Last week, Holder avoided answering questions about whether or not he’s used his personal email account to communicate with top officials in the Justice Department about Fast and Furious.
She also wouldn’t answer when TheDC asked if Cummings thought Holder should apologize for incorrectly saying multiple times in congressional hearings that the memos and briefings he claims not to have read didn’t include details about the “tactics” used in Fast and Furious.
Many of the memos Holder was sent about Fast and Furious while it was ongoing did include details about the gun walking tactics the ATF was using.
“This investigation [Fast and Furious, named in the memo] — initiated in September 2009 in conjunction with the Drug Enforcement Administration, Immigration and Customs Enforcement and the Phoenix Police Department — involves a Phoenix-based firearms trafficking ring headed by Manuel Celis-Acosta,” one such memos reads. “Celis-Acosta and straw purchasers are responsible for the purchase of 1,500 firearms that were then supplied to Mexican drug-trafficking cartels. They also have direct ties to the Sinaloa Cartel, which is suspected of providing $1 million for the purchase of firearms in the greater Phoenix area.”
Cummings has tried to push the theme that the Bush administration conducted gun walking as an investigative tactic as well — which is true, but unlike Attorney General Eric Holder’s Justice Department, the Bush administration worked with Mexican law enforcement on a plan to track weapons and make arrests, and no Bush-era guns have been linked to murders. The Bush administration also allowed far fewer guns to walk, and chose not to prosecute cases that used gun-walking tactics.
Holder’s criminal division head, Assistant Attorney General Lanny Breuer, revived the Bush administration gun walking cases for prosecution, sending the message to those who conceived gun walking in the first place that the administration would condone and reward such tactics by prosecuting the cases.
Even so, Cummings maintains his support for the embattled Holder. Instead of holding Holder responsible for what his Justice Department did, Cummings blames Congress for Fast and Furious. That’s because, in his mind, Congress hasn’t passed the gun laws he says ATF claims it needs.
Though the CBC hasn’t taken an official stance on Holder and Fast and Furious, the caucus staffer who spoke with TheDC said that “the caucus sentiments concerning this issue falls in line with Ranking Member Elijah Cummings.”
“They see [the investigation] as a witch hunt,” the staffer said. “Mistakes were made which do deserve investigation. But we can’t forget that the predecessors to these programs began under the Bush Administration.”
“Members of the CBC fully support the Attorney General and believe that he is handling this issue in the right way,” the staffer added.
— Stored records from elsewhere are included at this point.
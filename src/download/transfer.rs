//! Streaming transfer driving one task from `Active` to a terminal state.

use log::{debug, warn};
use std::io::Write;
use std::path::{Path, PathBuf};
use std::sync::Arc;

use super::task::{TaskShared, TaskState};
use super::{DownloadError, DownloadOptions};
use crate::http::HttpClient;
use crate::runtime::Runtime;

enum Outcome {
    Finished(u64),
    Cancelled,
}

pub(crate) struct Transfer<R: Runtime> {
    pub(crate) http: HttpClient,
    pub(crate) runtime: Arc<R>,
    pub(crate) options: DownloadOptions,
    pub(crate) url: String,
    pub(crate) destination: PathBuf,
    pub(crate) task: Arc<TaskShared>,
}

/// `<destination>.part`, where bytes land until the stream closes.
pub(crate) fn part_path_for(destination: &Path) -> PathBuf {
    let mut part = destination.as_os_str().to_owned();
    part.push(".part");
    PathBuf::from(part)
}

impl<R: Runtime> Transfer<R> {
    #[tracing::instrument(skip(self))]
    pub(crate) async fn run(self) {
        let part_path = part_path_for(&self.destination);

        match self.stream_to(&part_path).await {
            Ok(Outcome::Finished(bytes)) => {
                self.task.complete(|| {
                    self.runtime
                        .rename(&part_path, &self.destination)
                        .map_err(|e| DownloadError::from_io(e).to_string())
                });
                if self.task.snapshot().state == TaskState::Completed {
                    debug!("Wrote {} bytes to {:?}", bytes, self.destination);
                } else {
                    // Cancelled after the last byte arrived, or the rename failed.
                    self.discard_partial(&part_path);
                }
            }
            Ok(Outcome::Cancelled) => {
                debug!("Transfer of {} stopped after cancellation", self.url);
                self.discard_partial(&part_path);
            }
            Err(e) => {
                self.discard_partial(&part_path);
                self.task.fail(e.to_string());
            }
        }
    }

    async fn stream_to(&self, part_path: &Path) -> Result<Outcome, DownloadError> {
        if !self.task.activate() {
            return Ok(Outcome::Cancelled);
        }
        let token = self.task.cancellation_token();

        if let Some(parent) = self.destination.parent() {
            self.runtime
                .create_dir_all(parent)
                .map_err(DownloadError::from_io)?;
        }

        let mut response = tokio::select! {
            biased;
            _ = token.cancelled() => return Ok(Outcome::Cancelled),
            response = self.http.get_stream(&self.url, self.options.idle_timeout) => response?,
        };

        let total = response.content_length().filter(|len| *len > 0);
        let mut writer = self
            .runtime
            .create_file(part_path)
            .map_err(DownloadError::from_io)?;
        let mut received: u64 = 0;

        loop {
            let chunk = tokio::select! {
                biased;
                _ = token.cancelled() => return Ok(Outcome::Cancelled),
                chunk = HttpClient::next_chunk(&self.url, &mut response, self.options.idle_timeout) => chunk?,
            };
            let Some(chunk) = chunk else {
                break;
            };

            // Writes stay on the worker thread: ruleset assemblies are small
            // and `block_in_place` would rule out current-thread runtimes.
            writer
                .write_all(&chunk)
                .map_err(|e| DownloadError::Io(format!("Failed to write {:?}: {}", part_path, e)))?;
            received += chunk.len() as u64;

            // Unknown length: progress stays indeterminate.
            if let Some(total) = total {
                self.task.progress(received as f32 / total as f32);
            }
        }

        writer
            .flush()
            .map_err(|e| DownloadError::Io(format!("Failed to flush {:?}: {}", part_path, e)))?;
        drop(writer);

        // hyper already fails a short HTTP/1.1 body while reading; this
        // catches servers that end the stream early without an error.
        if let Some(total) = total {
            if received != total {
                return Err(DownloadError::Transport(format!(
                    "incomplete download: expected {} bytes, received {}",
                    total, received
                )));
            }
        }

        Ok(Outcome::Finished(received))
    }

    fn discard_partial(&self, part_path: &Path) {
        if self.options.keep_partial || !self.runtime.exists(part_path) {
            return;
        }
        if let Err(e) = self.runtime.remove_file(part_path) {
            warn!("Failed to remove partial download {:?}: {:#}", part_path, e);
        }
    }
}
The CBC’s only Republican member, Florida Rep. Allen West, has called for Holder’s resignation over Fast and Furious. When TheDC asked him for comment on Johnson’s claims that the tea party and the NRA “manufactured” the controversy, West dismissed them as ridiculous. “Consider the source,” West said in an email to TheDC on Monday.
Another CBC member, Georgia Democratic Rep. Sanford Bishop, signed a June 3 letter with 30 other Democrats to President Barack Obama asking him to direct the Justice Department and Holder to comply with the congressional investigation.
“Reports of the tactics used in this operation are extremely troubling,” Bishop and 30 of his Democratic colleagues wrote to Obama. “The ATF allegedly encouraged gun store owners to sell thousands of firearms to customers whom store employees considered suspicious.”
“It is equally troubling that the Department of Justice has delayed action and withheld information from Congressional inquiries,” the 31 Democrats wrote.
Bishop’s spokesperson, Micah Ragland, has avoided press requests about Fast and Furious from The Daily Caller. Ragland did not responded to a request about whether Bishop continues to think Fast and Furious is worth investigating or if he agrees with Johnson.